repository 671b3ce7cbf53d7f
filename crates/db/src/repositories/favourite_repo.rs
//! Repository for the `favourite_dogs` table.
//!
//! Every query is keyed by `user_id`; callers can only ever see or touch
//! their own relations.

use doghouse_core::types::DbId;
use sqlx::PgPool;

use crate::models::dog::Dog;
use crate::models::favourite::FavouriteDog;

/// `dogs` columns qualified with the `d` alias used in joins.
const DOG_COLUMNS: &str = "\
    d.id, d.name, d.breed, d.sex, d.birth_date, d.entry_date, d.neutered, \
    d.description, d.estimated_adult_size, d.picture, d.created_at, d.updated_at";

/// Column list for `favourite_dogs` queries.
const COLUMNS: &str = "id, user_id, dog_id, created_at, updated_at";

pub struct FavouriteRepo;

impl FavouriteRepo {
    pub async fn exists(pool: &PgPool, user_id: DbId, dog_id: DbId) -> Result<bool, sqlx::Error> {
        sqlx::query_scalar::<_, bool>(
            "SELECT EXISTS(SELECT 1 FROM favourite_dogs WHERE user_id = $1 AND dog_id = $2)",
        )
        .bind(user_id)
        .bind(dog_id)
        .fetch_one(pool)
        .await
    }

    /// Insert a relation.
    ///
    /// Returns `None` when the (user, dog) pair already exists. A missing dog
    /// surfaces as a foreign-key violation (`23503`).
    pub async fn insert(
        pool: &PgPool,
        user_id: DbId,
        dog_id: DbId,
    ) -> Result<Option<FavouriteDog>, sqlx::Error> {
        let query = format!(
            "INSERT INTO favourite_dogs (user_id, dog_id) VALUES ($1, $2) \
             ON CONFLICT (user_id, dog_id) DO NOTHING \
             RETURNING {COLUMNS}"
        );
        sqlx::query_as::<_, FavouriteDog>(&query)
            .bind(user_id)
            .bind(dog_id)
            .fetch_optional(pool)
            .await
    }

    /// Delete a relation. Returns `true` if a row was removed.
    pub async fn delete(pool: &PgPool, user_id: DbId, dog_id: DbId) -> Result<bool, sqlx::Error> {
        let result = sqlx::query("DELETE FROM favourite_dogs WHERE user_id = $1 AND dog_id = $2")
            .bind(user_id)
            .bind(dog_id)
            .execute(pool)
            .await?;
        Ok(result.rows_affected() > 0)
    }

    /// Dogs favourited by `user_id`, in the order they were added.
    pub async fn list_dogs_for_user(pool: &PgPool, user_id: DbId) -> Result<Vec<Dog>, sqlx::Error> {
        let query = format!(
            "SELECT {DOG_COLUMNS} FROM favourite_dogs f \
             JOIN dogs d ON d.id = f.dog_id \
             WHERE f.user_id = $1 \
             ORDER BY f.created_at, f.id"
        );
        sqlx::query_as::<_, Dog>(&query)
            .bind(user_id)
            .fetch_all(pool)
            .await
    }

    /// A single dog, only if `user_id` has favourited it.
    pub async fn find_dog_for_user(
        pool: &PgPool,
        user_id: DbId,
        dog_id: DbId,
    ) -> Result<Option<Dog>, sqlx::Error> {
        let query = format!(
            "SELECT {DOG_COLUMNS} FROM favourite_dogs f \
             JOIN dogs d ON d.id = f.dog_id \
             WHERE f.user_id = $1 AND f.dog_id = $2"
        );
        sqlx::query_as::<_, Dog>(&query)
            .bind(user_id)
            .bind(dog_id)
            .fetch_optional(pool)
            .await
    }
}
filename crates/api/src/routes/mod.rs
pub mod dogs;
pub mod favourites;
pub mod health;

use axum::routing::get;
use axum::Router;

use crate::handlers;
use crate::state::AppState;

/// Build the `/api/v1` route tree.
///
/// Route hierarchy:
///
/// ```text
/// /dogs                          list (public), create (worker)
/// /dogs/{id}                     get (public), update, delete (worker)
///
/// /favourite-dogs                list, add (requires auth)
/// /favourite-dogs/{dog_id}       get, remove (requires auth)
///
/// /role                          caller's role (requires auth)
/// ```
pub fn api_routes() -> Router<AppState> {
    Router::new()
        .nest("/dogs", dogs::router())
        .nest("/favourite-dogs", favourites::router())
        .route("/role", get(handlers::role::get_role))
}
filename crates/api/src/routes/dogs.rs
//! Route definitions for the dog catalog.

use axum::routing::get;
use axum::Router;

use crate::handlers::dogs;
use crate::state::AppState;

/// Dog routes mounted at `/dogs`.
///
/// ```text
/// GET    /        -> list_dogs
/// POST   /        -> create_dog (worker only)
/// GET    /{id}    -> get_dog
/// PUT    /{id}    -> update_dog (worker only)
/// DELETE /{id}    -> delete_dog (worker only)
/// ```
pub fn router() -> Router<AppState> {
    Router::new()
        .route("/", get(dogs::list_dogs).post(dogs::create_dog))
        .route(
            "/{id}",
            get(dogs::get_dog)
                .put(dogs::update_dog)
                .delete(dogs::delete_dog),
        )
}
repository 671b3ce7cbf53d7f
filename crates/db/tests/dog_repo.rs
//! Integration tests for the dog catalog repository.

use chrono::NaiveDate;
use doghouse_core::dog::{AdultSize, Sex, ValidDog};
use doghouse_core::dog_query::{compose, DogFilters, DogQuery};
use doghouse_db::repositories::DogRepo;
use sqlx::PgPool;

// ---------------------------------------------------------------------------
// Helpers
// ---------------------------------------------------------------------------

fn date(y: i32, m: u32, d: u32) -> NaiveDate {
    NaiveDate::from_ymd_opt(y, m, d).unwrap()
}

fn new_dog(name: &str, breed: &str, size: AdultSize, birth: NaiveDate) -> ValidDog {
    ValidDog {
        name: name.to_string(),
        breed: breed.to_string(),
        sex: Sex::Female,
        birth_date: birth,
        entry_date: birth,
        neutered: false,
        description: "Friendly".to_string(),
        estimated_adult_size: size,
        picture: "https://i.imgur.com/dog.jpg".to_string(),
    }
}

// ---------------------------------------------------------------------------
// Tests
// ---------------------------------------------------------------------------

#[sqlx::test(migrations = "../../db/migrations")]
async fn test_create_and_find(pool: PgPool) {
    doghouse_db::health_check(&pool).await.unwrap();

    let created = DogRepo::create(
        &pool,
        &new_dog("Pluto", "Great Dane", AdultSize::ExtraLarge, date(2019, 4, 2)),
    )
    .await
    .unwrap();
    assert_eq!(created.sex, "F");
    assert_eq!(created.estimated_adult_size, "XL");

    let found = DogRepo::find_by_id(&pool, created.id).await.unwrap().unwrap();
    assert_eq!(found.name, "Pluto");
    assert!(DogRepo::exists(&pool, created.id).await.unwrap());
    assert!(!DogRepo::exists(&pool, created.id + 1000).await.unwrap());
}

#[sqlx::test(migrations = "../../db/migrations")]
async fn test_list_unfiltered_returns_all(pool: PgPool) {
    for name in ["Pluto", "Goku", "Rex"] {
        DogRepo::create(&pool, &new_dog(name, "Akita", AdultSize::Medium, date(2020, 1, 1)))
            .await
            .unwrap();
    }
    let all = DogRepo::list(&pool, &DogQuery::default()).await.unwrap();
    let names: Vec<&str> = all.iter().map(|d| d.name.as_str()).collect();
    assert_eq!(names, vec!["Pluto", "Goku", "Rex"]);
}

#[sqlx::test(migrations = "../../db/migrations")]
async fn test_list_filters_by_birth_year(pool: PgPool) {
    for year in [2011, 2013, 2018, 2020] {
        DogRepo::create(
            &pool,
            &new_dog(&format!("Dog{year}"), "Akita", AdultSize::Medium, date(year, 6, 1)),
        )
        .await
        .unwrap();
    }

    let query = compose(&DogFilters {
        birth_date_gte: Some("2013".into()),
        birth_date_lte: Some("2019".into()),
        ..Default::default()
    })
    .unwrap();
    let dogs = DogRepo::list(&pool, &query).await.unwrap();
    let names: Vec<&str> = dogs.iter().map(|d| d.name.as_str()).collect();
    assert_eq!(names, vec!["Dog2013", "Dog2018"]);
}

#[sqlx::test(migrations = "../../db/migrations")]
async fn test_list_combines_exact_filters(pool: PgPool) {
    let born = date(2016, 1, 1);
    DogRepo::create(&pool, &new_dog("Big", "Great Dane", AdultSize::ExtraLarge, born))
        .await
        .unwrap();
    DogRepo::create(&pool, &new_dog("Mid", "Great Dane", AdultSize::Large, born))
        .await
        .unwrap();
    DogRepo::create(&pool, &new_dog("Other", "Akita", AdultSize::ExtraLarge, born))
        .await
        .unwrap();

    let query = DogQuery {
        breed: Some("Great Dane".into()),
        estimated_adult_size: Some("XL".into()),
        ..Default::default()
    };
    let dogs = DogRepo::list(&pool, &query).await.unwrap();
    assert_eq!(dogs.len(), 1);
    assert_eq!(dogs[0].name, "Big");
}

#[sqlx::test(migrations = "../../db/migrations")]
async fn test_update_replaces_fields(pool: PgPool) {
    let created = DogRepo::create(
        &pool,
        &new_dog("Pluto", "Akita", AdultSize::Small, date(2020, 1, 1)),
    )
    .await
    .unwrap();

    let mut changed = new_dog("Pluto", "Akita", AdultSize::Large, date(2020, 1, 1));
    changed.neutered = true;
    let updated = DogRepo::update(&pool, created.id, &changed)
        .await
        .unwrap()
        .unwrap();
    assert_eq!(updated.estimated_adult_size, "L");
    assert!(updated.neutered);
    assert!(updated.updated_at >= created.updated_at);

    let missing = DogRepo::update(&pool, created.id + 1000, &changed).await.unwrap();
    assert!(missing.is_none());
}

#[sqlx::test(migrations = "../../db/migrations")]
async fn test_check_constraint_rejects_bad_size(pool: PgPool) {
    let result = sqlx::query(
        "INSERT INTO dogs (breed, sex, birth_date, entry_date, estimated_adult_size, picture) \
         VALUES ('Akita', 'M', '2020-01-01', '2020-01-01', 'XXL', 'https://i.imgur.com/a.jpg')",
    )
    .execute(&pool)
    .await;
    let err = result.unwrap_err();
    let db_err = err.as_database_error().expect("database error");
    assert_eq!(db_err.code().as_deref(), Some("23514"));
}

#[sqlx::test(migrations = "../../db/migrations")]
async fn test_delete(pool: PgPool) {
    let created = DogRepo::create(
        &pool,
        &new_dog("Pluto", "Akita", AdultSize::Small, date(2020, 1, 1)),
    )
    .await
    .unwrap();
    assert!(DogRepo::delete(&pool, created.id).await.unwrap());
    assert!(!DogRepo::delete(&pool, created.id).await.unwrap());
    assert!(DogRepo::find_by_id(&pool, created.id).await.unwrap().is_none());
}

#[sqlx::test(migrations = "../../db/migrations")]
async fn test_count_tracks_creates_and_deletes(pool: PgPool) {
    assert_eq!(DogRepo::count(&pool).await.unwrap(), 0);

    let first = DogRepo::create(&pool, &new_dog("Rex", "Akita", AdultSize::Large, date(2018, 1, 1)))
        .await
        .unwrap();
    DogRepo::create(&pool, &new_dog("Luna", "Akita", AdultSize::Small, date(2019, 1, 1)))
        .await
        .unwrap();
    assert_eq!(DogRepo::count(&pool).await.unwrap(), 2);

    DogRepo::delete(&pool, first.id).await.unwrap();
    assert_eq!(DogRepo::count(&pool).await.unwrap(), 1);
}
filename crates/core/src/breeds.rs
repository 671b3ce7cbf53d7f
//! Breed catalog: the fixed set of breed names a dog record may carry.
//!
//! Loaded once at startup from a JSON document of the form
//! `{"dogs": ["Akita", "Beagle", ...]}` and shared read-only afterwards.

use std::collections::HashSet;
use std::path::Path;

use serde::Deserialize;

use crate::error::CoreError;

/// Immutable set of accepted breed names. Matching is exact (case-sensitive).
#[derive(Debug, Clone, Default)]
pub struct BreedCatalog {
    names: HashSet<String>,
}

#[derive(Deserialize)]
struct BreedDocument {
    dogs: Vec<String>,
}

impl BreedCatalog {
    /// Build a catalog from an explicit list of names.
    pub fn from_names<I, S>(names: I) -> Self
    where
        I: IntoIterator<Item = S>,
        S: Into<String>,
    {
        Self {
            names: names.into_iter().map(Into::into).collect(),
        }
    }

    /// Parse a catalog from its JSON document.
    ///
    /// Blank entries are dropped; an empty catalog is rejected since no dog
    /// could ever validate against it.
    pub fn from_json(json: &str) -> Result<Self, CoreError> {
        let doc: BreedDocument = serde_json::from_str(json)
            .map_err(|e| CoreError::Validation(format!("Malformed breed catalog: {e}")))?;

        let names: HashSet<String> = doc
            .dogs
            .into_iter()
            .map(|n| n.trim().to_string())
            .filter(|n| !n.is_empty())
            .collect();

        if names.is_empty() {
            return Err(CoreError::Validation("Breed catalog is empty".into()));
        }

        Ok(Self { names })
    }

    /// Read and parse the catalog file at `path`.
    pub fn load(path: impl AsRef<Path>) -> Result<Self, CoreError> {
        let path = path.as_ref();
        let json = std::fs::read_to_string(path).map_err(|e| {
            CoreError::Internal(format!(
                "Cannot read breed catalog {}: {e}",
                path.display()
            ))
        })?;
        Self::from_json(&json)
    }

    pub fn contains(&self, breed: &str) -> bool {
        self.names.contains(breed)
    }

    pub fn len(&self) -> usize {
        self.names.len()
    }

    pub fn is_empty(&self) -> bool {
        self.names.is_empty()
    }
}

#[cfg(test)]
mod tests {
    use assert_matches::assert_matches;

    use super::*;

    #[test]
    fn parses_breed_document() {
        let catalog =
            BreedCatalog::from_json(r#"{"dogs": ["Great Dane", "Spanish Mastiff", "  "]}"#)
                .unwrap();
        assert_eq!(catalog.len(), 2);
        assert!(catalog.contains("Great Dane"));
        assert!(catalog.contains("Spanish Mastiff"));
    }

    #[test]
    fn membership_is_case_sensitive() {
        let catalog = BreedCatalog::from_names(["Great Dane"]);
        assert!(!catalog.contains("great dane"));
        assert!(!catalog.contains("Cheems"));
    }

    #[test]
    fn rejects_malformed_document() {
        assert_matches!(
            BreedCatalog::from_json(r#"{"breeds": []}"#),
            Err(CoreError::Validation(_))
        );
    }

    #[test]
    fn rejects_empty_catalog() {
        assert_matches!(
            BreedCatalog::from_json(r#"{"dogs": []}"#),
            Err(CoreError::Validation(_))
        );
    }

    #[test]
    fn missing_file_is_internal_error() {
        assert_matches!(
            BreedCatalog::load("/definitely/not/here/dog_breeds.json"),
            Err(CoreError::Internal(_))
        );
    }
}
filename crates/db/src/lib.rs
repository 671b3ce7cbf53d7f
//! Postgres persistence for dogs and favourite relations.

use sqlx::postgres::PgPoolOptions;

pub mod models;
pub mod repositories;

pub type DbPool = sqlx::PgPool;

/// Create a connection pool from a database URL.
pub async fn create_pool(database_url: &str) -> Result<DbPool, sqlx::Error> {
    PgPoolOptions::new()
        .max_connections(20)
        .connect(database_url)
        .await
}

/// Round-trip a trivial query to confirm the database is reachable.
pub async fn health_check(pool: &DbPool) -> Result<(), sqlx::Error> {
    sqlx::query("SELECT 1").execute(pool).await?;
    Ok(())
}

/// Apply any pending migrations from `db/migrations`.
pub async fn run_migrations(pool: &DbPool) -> Result<(), sqlx::migrate::MigrateError> {
    sqlx::migrate!("../../db/migrations").run(pool).await?;
    tracing::info!("Database migrations applied");
    Ok(())
}
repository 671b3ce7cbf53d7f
//! Authentication primitives.
//!
//! - [`jwt`] -- JWT access-token generation and validation.

pub mod jwt;
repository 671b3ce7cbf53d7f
//! Repository for the `dogs` table.

use doghouse_core::dog::ValidDog;
use doghouse_core::dog_query::DogQuery;
use doghouse_core::types::DbId;
use sqlx::PgPool;

use crate::models::dog::Dog;

/// Column list for `dogs` queries.
const COLUMNS: &str = "\
    id, name, breed, sex, birth_date, entry_date, neutered, description, \
    estimated_adult_size, picture, created_at, updated_at";

/// Provides CRUD operations for dogs.
pub struct DogRepo;

impl DogRepo {
    /// Insert a validated dog, returning the created row.
    pub async fn create(pool: &PgPool, dog: &ValidDog) -> Result<Dog, sqlx::Error> {
        let query = format!(
            "INSERT INTO dogs \
                 (name, breed, sex, birth_date, entry_date, neutered, description, \
                  estimated_adult_size, picture) \
             VALUES ($1, $2, $3, $4, $5, $6, $7, $8, $9) \
             RETURNING {COLUMNS}"
        );
        sqlx::query_as::<_, Dog>(&query)
            .bind(&dog.name)
            .bind(&dog.breed)
            .bind(dog.sex.as_str())
            .bind(dog.birth_date)
            .bind(dog.entry_date)
            .bind(dog.neutered)
            .bind(&dog.description)
            .bind(dog.estimated_adult_size.as_str())
            .bind(&dog.picture)
            .fetch_one(pool)
            .await
    }

    /// Find a dog by its ID.
    pub async fn find_by_id(pool: &PgPool, id: DbId) -> Result<Option<Dog>, sqlx::Error> {
        let query = format!("SELECT {COLUMNS} FROM dogs WHERE id = $1");
        sqlx::query_as::<_, Dog>(&query)
            .bind(id)
            .fetch_optional(pool)
            .await
    }

    /// Check whether a dog exists without fetching the row.
    pub async fn exists(pool: &PgPool, id: DbId) -> Result<bool, sqlx::Error> {
        sqlx::query_scalar::<_, bool>("SELECT EXISTS(SELECT 1 FROM dogs WHERE id = $1)")
            .bind(id)
            .fetch_one(pool)
            .await
    }

    /// Total number of dogs in the catalog.
    pub async fn count(pool: &PgPool) -> Result<i64, sqlx::Error> {
        sqlx::query_scalar::<_, i64>("SELECT COUNT(*) FROM dogs")
            .fetch_one(pool)
            .await
    }

    /// List dogs matching every constraint in `filter`, ordered by ID.
    ///
    /// Birth-date bounds compare on the calendar year only.
    pub async fn list(pool: &PgPool, filter: &DogQuery) -> Result<Vec<Dog>, sqlx::Error> {
        let mut conditions: Vec<String> = Vec::new();
        let mut param_idx: usize = 0;

        if filter.breed.is_some() {
            param_idx += 1;
            conditions.push(format!("breed = ${param_idx}"));
        }
        if filter.estimated_adult_size.is_some() {
            param_idx += 1;
            conditions.push(format!("estimated_adult_size = ${param_idx}"));
        }
        if filter.min_birth_year.is_some() {
            param_idx += 1;
            conditions.push(format!(
                "EXTRACT(YEAR FROM birth_date)::int >= ${param_idx}"
            ));
        }
        if filter.max_birth_year.is_some() {
            param_idx += 1;
            conditions.push(format!(
                "EXTRACT(YEAR FROM birth_date)::int <= ${param_idx}"
            ));
        }

        let where_clause = if conditions.is_empty() {
            String::new()
        } else {
            format!("WHERE {}", conditions.join(" AND "))
        };

        let query = format!("SELECT {COLUMNS} FROM dogs {where_clause} ORDER BY id");
        let mut q = sqlx::query_as::<_, Dog>(&query);

        if let Some(ref breed) = filter.breed {
            q = q.bind(breed);
        }
        if let Some(ref size) = filter.estimated_adult_size {
            q = q.bind(size);
        }
        if let Some(min) = filter.min_birth_year {
            q = q.bind(min);
        }
        if let Some(max) = filter.max_birth_year {
            q = q.bind(max);
        }

        q.fetch_all(pool).await
    }

    /// Replace every field of a dog. Returns `None` if no row has `id`.
    pub async fn update(
        pool: &PgPool,
        id: DbId,
        dog: &ValidDog,
    ) -> Result<Option<Dog>, sqlx::Error> {
        let query = format!(
            "UPDATE dogs SET \
                 name = $2, breed = $3, sex = $4, birth_date = $5, entry_date = $6, \
                 neutered = $7, description = $8, estimated_adult_size = $9, picture = $10 \
             WHERE id = $1 \
             RETURNING {COLUMNS}"
        );
        sqlx::query_as::<_, Dog>(&query)
            .bind(id)
            .bind(&dog.name)
            .bind(&dog.breed)
            .bind(dog.sex.as_str())
            .bind(dog.birth_date)
            .bind(dog.entry_date)
            .bind(dog.neutered)
            .bind(&dog.description)
            .bind(dog.estimated_adult_size.as_str())
            .bind(&dog.picture)
            .fetch_optional(pool)
            .await
    }

    /// Delete a dog. Its favourite relations go with it (`ON DELETE CASCADE`).
    ///
    /// Returns `true` if a row was removed.
    pub async fn delete(pool: &PgPool, id: DbId) -> Result<bool, sqlx::Error> {
        let result = sqlx::query("DELETE FROM dogs WHERE id = $1")
            .bind(id)
            .execute(pool)
            .await?;
        Ok(result.rows_affected() > 0)
    }
}
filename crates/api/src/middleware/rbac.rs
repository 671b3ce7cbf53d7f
//! Role-based access control.
//!
//! Dog catalog reads are public and need no extractor. Writes take a
//! [`RequireAuth`] and pass the caller through [`authorize`], which rejects
//! non-workers with 403 before the payload is looked at.

use axum::extract::FromRequestParts;
use axum::http::request::Parts;
use doghouse_core::error::CoreError;
use doghouse_core::roles::{permits, DogOperation};

use super::auth::AuthUser;
use crate::error::{AppError, AppResult};
use crate::state::AppState;

/// Requires any authenticated caller.
///
/// Functionally equivalent to [`AuthUser`] but named explicitly so route
/// handlers read as "this route requires authentication".
///
/// ```ignore
/// async fn any_authed(RequireAuth(user): RequireAuth) -> AppResult<Json<()>> {
///     Ok(Json(()))
/// }
/// ```
pub struct RequireAuth(pub AuthUser);

impl FromRequestParts<AppState> for RequireAuth {
    type Rejection = AppError;

    async fn from_request_parts(
        parts: &mut Parts,
        state: &AppState,
    ) -> Result<Self, Self::Rejection> {
        let user = AuthUser::from_request_parts(parts, state).await?;
        Ok(RequireAuth(user))
    }
}

/// Reject `user` with 403 Forbidden unless their role permits `operation`.
pub fn authorize(user: &AuthUser, operation: DogOperation) -> AppResult<()> {
    if permits(Some(user.role()), operation) {
        Ok(())
    } else {
        tracing::debug!(user_id = user.user_id, ?operation, "Dog operation denied");
        Err(AppError::Core(CoreError::Forbidden(
            "Doghouse worker role required".into(),
        )))
    }
}
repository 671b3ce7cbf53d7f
use std::net::SocketAddr;
use std::sync::Arc;

use doghouse_api::config::ServerConfig;
use doghouse_api::router::build_app_router;
use doghouse_api::state::AppState;
use doghouse_core::breeds::BreedCatalog;
use tracing_subscriber::{layer::SubscriberExt, util::SubscriberInitExt};

#[tokio::main]
async fn main() {
    dotenvy::dotenv().ok();

    // --- Tracing ---
    tracing_subscriber::registry()
        .with(
            tracing_subscriber::EnvFilter::try_from_default_env()
                .unwrap_or_else(|_| "doghouse_api=debug,tower_http=debug".into()),
        )
        .with(tracing_subscriber::fmt::layer())
        .init();

    // --- Configuration ---
    let config = ServerConfig::from_env();
    tracing::info!(host = %config.host, port = %config.port, "Loaded server configuration");

    // --- Breed catalog ---
    let breeds = BreedCatalog::load(&config.breeds_path).expect("Failed to load breed catalog");
    tracing::info!(
        path = %config.breeds_path.display(),
        breeds = breeds.len(),
        "Breed catalog loaded"
    );

    // --- Database ---
    let database_url = std::env::var("DATABASE_URL").expect("DATABASE_URL must be set");

    let pool = doghouse_db::create_pool(&database_url)
        .await
        .expect("Failed to connect to database");
    tracing::info!("Database connection pool created");

    doghouse_db::health_check(&pool)
        .await
        .expect("Database health check failed");
    tracing::info!("Database health check passed");

    doghouse_db::run_migrations(&pool)
        .await
        .expect("Failed to run database migrations");

    // --- App state ---
    let state = AppState {
        pool,
        config: Arc::new(config.clone()),
        breeds: Arc::new(breeds),
    };

    let app = build_app_router(state, &config);

    // --- Start server ---
    let addr = SocketAddr::new(
        config.host.parse().expect("Invalid HOST address"),
        config.port,
    );
    tracing::info!(%addr, "Starting server");

    let listener = tokio::net::TcpListener::bind(addr)
        .await
        .expect("Failed to bind to address");

    axum::serve(listener, app)
        .with_graceful_shutdown(shutdown_signal())
        .await
        .expect("Server error");

    tracing::info!("Graceful shutdown complete");
}

/// Wait for SIGINT (Ctrl-C) or SIGTERM (on Unix) to start graceful shutdown.
async fn shutdown_signal() {
    let ctrl_c = async {
        tokio::signal::ctrl_c()
            .await
            .expect("Failed to install Ctrl-C handler");
    };

    #[cfg(unix)]
    let terminate = async {
        tokio::signal::unix::signal(tokio::signal::unix::SignalKind::terminate())
            .expect("Failed to install SIGTERM handler")
            .recv()
            .await;
    };

    #[cfg(not(unix))]
    let terminate = std::future::pending::<()>();

    tokio::select! {
        () = ctrl_c => {
            tracing::info!("Received SIGINT (Ctrl-C), starting graceful shutdown");
        }
        () = terminate => {
            tracing::info!("Received SIGTERM, starting graceful shutdown");
        }
    }
}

————————

• _What you are asked to do_: List the lines of the records where "AppState" occurs.

• _Task answer_:
use crate::state::AppState;
pub fn api_routes() -> Router<AppState> {
use crate::state::AppState;
pub fn router() -> Router<AppState> {
use crate::state::AppState;
impl FromRequestParts<AppState> for RequireAuth {
        state: &AppState,
use doghouse_api::state::AppState;
    let state = AppState {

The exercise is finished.